Politisch betrachtet, könnte man argumentieren, dass Fausto auf subtile Weise auch die postkoloniale Geschichte und die Spannungen in Mexiko kommentiert. Diese Themen bleiben bewusst unausgesprochen, tragen jedoch zum Gesamtnarrativ der Filmeindrücke bei. Die Landschaft Oaxacas, magisch und geheimnisvoll, wird gleichzeitig Schauplatz für ganz reale, sozialkritische Untertöne. Es ist interessant zu beobachten, wie der Film traditionelle mexikanische Elemente mit westlicher Philosophie verbindet.
Es ist daher nicht verwunderlich, dass Fausto ein polarisierendes Werk bleibt. Natürlich könnte jemand dagegen argumentieren, dass ein solch dichter und anspruchsvoller Film nicht jeden anspricht. Die experimentelle Herangehensweise kann als hermetisch oder sogar prätentiös wahrgenommen werden. Doch gerade darin liegt Bussmanns Mut: Fausto ist kein Film für jedermann, es ist ein Kunstwerk für jene, die mehr schätzen als nur visuelle Unterhaltung.

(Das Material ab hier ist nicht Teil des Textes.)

//! Innermost service of every chain: invokes the operation itself.

use std::sync::Arc;
use std::task::{Context, Poll};

use rampart_core::{OperationError, OperationResponse};
use tower::Service;

use crate::middleware::{Execution, ResponseFuture};

// ---------------------------------------------------------------------------
// OperationInvoker
// ---------------------------------------------------------------------------

/// Runs the operation referenced by the execution context once per call.
///
/// Each invocation starts with a cleared fault flag and bumps the context's
/// attempt counter. Cancellation is checked before the call and raced
/// against it.
#[derive(Debug, Clone, Copy, Default)]
pub struct OperationInvoker;

impl OperationInvoker {
    #[must_use]
    pub fn new() -> Self {
        Self
    }
}

impl Service<Execution> for OperationInvoker {
    type Response = OperationResponse;
    type Error = OperationError;
    type Future = ResponseFuture;

    fn poll_ready(&mut self, _cx: &mut Context<'_>) -> Poll<Result<(), Self::Error>> {
        Poll::Ready(Ok(()))
    }

    fn call(&mut self, exec: Execution) -> Self::Future {
        Box::pin(async move {
            if exec.is_cancelled() {
                return Err(OperationError::cancelled());
            }
            exec.clear_fault();
            let attempt = exec.begin_attempt();
            tracing::debug!(
                operation = exec.operation_name(),
                correlation_id = exec.correlation_id(),
                attempt,
                "invoking operation"
            );

            let operation = Arc::clone(exec.operation());
            tokio::select! {
                biased;
                () = exec.cancellation().cancelled() => Err(OperationError::cancelled()),
                result = operation.execute(&exec) => result,
            }
        })
    }
}

// ---------------------------------------------------------------------------
// Tests
// ---------------------------------------------------------------------------

#[cfg(test)]
mod tests {
    use std::time::Duration;

    use rampart_core::{ExecutionContext, FnOperation, ResilienceProfile};
    use tower::ServiceExt;

    use super::*;
    use crate::middleware::test_support;

    #[tokio::test]
    async fn invokes_operation_and_counts_attempts() {
        let (exec, calls) = test_support::flaky("orders.create", 1, ResilienceProfile::new());

        let err = OperationInvoker.oneshot(Arc::clone(&exec)).await.unwrap_err();
        assert!(matches!(err, OperationError::Transient(_)));
        let resp = OperationInvoker.oneshot(Arc::clone(&exec)).await.unwrap();
        assert_eq!(resp, OperationResponse::Empty);

        assert_eq!(calls.load(std::sync::atomic::Ordering::SeqCst), 2);
        assert_eq!(exec.attempts(), 2);
    }

    #[tokio::test]
    async fn clears_stale_fault_before_invocation() {
        let (exec, _calls) = test_support::flaky("orders.create", 0, ResilienceProfile::new());
        exec.mark_faulty();
        OperationInvoker.oneshot(Arc::clone(&exec)).await.unwrap();
        assert!(!exec.is_faulty());
    }

    #[tokio::test]
    async fn cancelled_context_is_not_invoked() {
        let (exec, calls) = test_support::flaky("orders.create", 0, ResilienceProfile::new());
        exec.cancellation().cancel();
        let err = OperationInvoker.oneshot(Arc::clone(&exec)).await.unwrap_err();
        assert!(err.is_cancelled());
        assert_eq!(calls.load(std::sync::atomic::Ordering::SeqCst), 0);
        assert_eq!(exec.attempts(), 0);
    }

    #[tokio::test(start_paused = true)]
    async fn cancellation_interrupts_running_operation() {
        let op = FnOperation::new("reports.render", |_ctx| {
            Box::pin(async {
                tokio::time::sleep(Duration::from_secs(60)).await;
                Ok(OperationResponse::Empty)
            })
        });
        let exec = Arc::new(ExecutionContext::new(Arc::new(op)));
        let token = exec.cancellation().clone();
        tokio::spawn(async move {
            tokio::time::sleep(Duration::from_secs(1)).await;
            token.cancel();
        });

        let err = OperationInvoker.oneshot(exec).await.unwrap_err();
        assert!(err.is_cancelled());
    }
}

Für die Filmkritik und das Cineastenpublikum schafft Bussmann mit Fausto eine Plattform für Diskussionen über die Tiefe und Bedeutung des Filmemachens. Es ist eine Einladung, sich mit unkonventionellen Themen auseinanderzusetzen und den persönlichen Horizont zu erweitern. Während einige das Werk als Herausforderung sehen, betrachten andere es als eine dringend notwendige Revolution im Erleben von Filmkunst. Die Fähigkeit, solch differenzierte Reaktionen hervorzurufen, spricht für das kulturelle und intellektuelle Potenzial von Fausto, das auch in Zukunft wertvolle Diskurse anregen wird.